- Collected data entries -
========
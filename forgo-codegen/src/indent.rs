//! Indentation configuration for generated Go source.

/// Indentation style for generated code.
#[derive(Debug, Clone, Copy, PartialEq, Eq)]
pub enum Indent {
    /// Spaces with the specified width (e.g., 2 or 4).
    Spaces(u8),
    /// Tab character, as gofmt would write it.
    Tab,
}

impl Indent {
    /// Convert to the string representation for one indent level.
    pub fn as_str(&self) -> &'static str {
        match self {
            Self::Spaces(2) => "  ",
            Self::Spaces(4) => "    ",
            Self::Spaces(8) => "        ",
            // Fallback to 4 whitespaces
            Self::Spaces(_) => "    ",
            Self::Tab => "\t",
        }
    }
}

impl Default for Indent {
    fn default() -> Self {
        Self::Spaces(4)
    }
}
========
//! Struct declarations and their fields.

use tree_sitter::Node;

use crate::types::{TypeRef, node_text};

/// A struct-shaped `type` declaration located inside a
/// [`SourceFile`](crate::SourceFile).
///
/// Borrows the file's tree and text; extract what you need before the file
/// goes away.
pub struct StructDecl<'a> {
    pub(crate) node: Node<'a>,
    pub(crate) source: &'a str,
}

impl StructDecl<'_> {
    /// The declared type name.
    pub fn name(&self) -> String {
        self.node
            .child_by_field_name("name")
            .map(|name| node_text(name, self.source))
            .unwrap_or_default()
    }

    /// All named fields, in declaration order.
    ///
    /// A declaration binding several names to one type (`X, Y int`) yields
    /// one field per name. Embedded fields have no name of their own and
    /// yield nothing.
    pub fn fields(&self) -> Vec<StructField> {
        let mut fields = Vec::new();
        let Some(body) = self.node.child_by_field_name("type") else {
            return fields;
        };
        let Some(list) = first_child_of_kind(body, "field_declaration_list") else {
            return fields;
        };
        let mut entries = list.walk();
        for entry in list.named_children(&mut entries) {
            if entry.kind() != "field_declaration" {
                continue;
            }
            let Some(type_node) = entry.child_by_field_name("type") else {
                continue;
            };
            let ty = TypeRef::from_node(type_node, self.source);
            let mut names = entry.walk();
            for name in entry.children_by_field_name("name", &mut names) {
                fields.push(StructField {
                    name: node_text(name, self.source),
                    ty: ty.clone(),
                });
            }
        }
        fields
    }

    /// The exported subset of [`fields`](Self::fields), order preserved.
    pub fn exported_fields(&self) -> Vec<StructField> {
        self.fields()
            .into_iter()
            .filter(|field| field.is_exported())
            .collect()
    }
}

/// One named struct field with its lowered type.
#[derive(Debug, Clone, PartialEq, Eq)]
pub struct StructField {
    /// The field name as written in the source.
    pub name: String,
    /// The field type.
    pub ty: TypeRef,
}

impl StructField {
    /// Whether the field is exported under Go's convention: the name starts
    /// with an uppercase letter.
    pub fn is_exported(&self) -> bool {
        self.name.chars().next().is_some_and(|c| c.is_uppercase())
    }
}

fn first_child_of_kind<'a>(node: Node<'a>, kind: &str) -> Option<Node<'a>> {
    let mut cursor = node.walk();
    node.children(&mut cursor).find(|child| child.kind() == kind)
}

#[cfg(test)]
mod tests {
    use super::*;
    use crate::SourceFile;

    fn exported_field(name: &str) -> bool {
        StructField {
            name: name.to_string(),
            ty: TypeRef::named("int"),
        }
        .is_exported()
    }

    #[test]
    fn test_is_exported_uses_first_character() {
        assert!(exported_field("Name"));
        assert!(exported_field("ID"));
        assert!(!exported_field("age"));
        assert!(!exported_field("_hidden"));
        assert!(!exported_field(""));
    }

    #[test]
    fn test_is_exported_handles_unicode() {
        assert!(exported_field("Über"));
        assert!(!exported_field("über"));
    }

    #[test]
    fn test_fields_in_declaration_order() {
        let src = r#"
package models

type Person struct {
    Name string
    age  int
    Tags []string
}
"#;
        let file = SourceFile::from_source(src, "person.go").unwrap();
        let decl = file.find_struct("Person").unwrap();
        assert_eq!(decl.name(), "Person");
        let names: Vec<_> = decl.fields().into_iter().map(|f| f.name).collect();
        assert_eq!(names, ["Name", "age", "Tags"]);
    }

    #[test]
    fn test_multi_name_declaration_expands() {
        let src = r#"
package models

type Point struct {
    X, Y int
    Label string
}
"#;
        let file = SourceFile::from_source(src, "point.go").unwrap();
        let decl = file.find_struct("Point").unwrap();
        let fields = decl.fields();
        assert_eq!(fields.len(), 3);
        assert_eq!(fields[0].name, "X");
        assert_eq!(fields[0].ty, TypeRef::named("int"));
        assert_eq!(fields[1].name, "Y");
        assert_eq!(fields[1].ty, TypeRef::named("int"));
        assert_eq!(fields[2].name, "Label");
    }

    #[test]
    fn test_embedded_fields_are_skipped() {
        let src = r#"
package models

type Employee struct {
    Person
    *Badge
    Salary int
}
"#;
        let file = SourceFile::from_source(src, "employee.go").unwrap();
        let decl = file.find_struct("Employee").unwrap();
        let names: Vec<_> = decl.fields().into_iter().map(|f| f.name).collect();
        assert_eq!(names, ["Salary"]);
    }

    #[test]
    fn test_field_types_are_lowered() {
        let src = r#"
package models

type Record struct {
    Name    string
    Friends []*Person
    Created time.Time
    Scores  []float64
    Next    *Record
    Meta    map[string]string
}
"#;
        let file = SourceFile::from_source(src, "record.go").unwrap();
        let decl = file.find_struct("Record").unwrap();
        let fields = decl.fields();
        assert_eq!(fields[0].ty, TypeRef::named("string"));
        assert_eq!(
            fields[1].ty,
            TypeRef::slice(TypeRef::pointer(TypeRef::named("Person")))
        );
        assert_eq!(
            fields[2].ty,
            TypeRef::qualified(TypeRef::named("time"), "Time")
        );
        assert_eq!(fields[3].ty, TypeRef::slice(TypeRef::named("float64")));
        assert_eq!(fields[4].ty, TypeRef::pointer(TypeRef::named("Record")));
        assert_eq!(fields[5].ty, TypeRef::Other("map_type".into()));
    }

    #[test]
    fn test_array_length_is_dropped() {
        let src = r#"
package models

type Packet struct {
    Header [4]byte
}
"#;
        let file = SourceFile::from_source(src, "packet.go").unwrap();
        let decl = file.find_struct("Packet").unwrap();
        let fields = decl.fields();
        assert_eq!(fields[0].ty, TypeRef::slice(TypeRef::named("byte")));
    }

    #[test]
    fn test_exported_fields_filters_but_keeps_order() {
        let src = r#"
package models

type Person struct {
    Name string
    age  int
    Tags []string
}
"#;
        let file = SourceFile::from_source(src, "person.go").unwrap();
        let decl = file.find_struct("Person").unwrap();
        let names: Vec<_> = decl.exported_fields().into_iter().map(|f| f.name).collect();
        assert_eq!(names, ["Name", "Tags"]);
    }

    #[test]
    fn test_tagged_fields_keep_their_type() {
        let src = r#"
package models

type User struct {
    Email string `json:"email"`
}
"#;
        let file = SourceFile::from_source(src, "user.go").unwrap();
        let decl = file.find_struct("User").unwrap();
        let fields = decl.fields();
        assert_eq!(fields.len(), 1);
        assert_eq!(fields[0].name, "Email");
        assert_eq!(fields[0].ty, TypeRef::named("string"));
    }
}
========
- What you are asked to do -
Copy out the range of lines above starting at the line with "filename forgo-codegen/src/indent.rs" and ending at the line with "(e.g., 2 or 4).", exactly and including both.

- Finished exercise -
filename forgo-codegen/src/indent.rs
//! Indentation configuration for generated Go source.

/// Indentation style for generated code.
#[derive(Debug, Clone, Copy, PartialEq, Eq)]
pub enum Indent {
    /// Spaces with the specified width (e.g., 2 or 4).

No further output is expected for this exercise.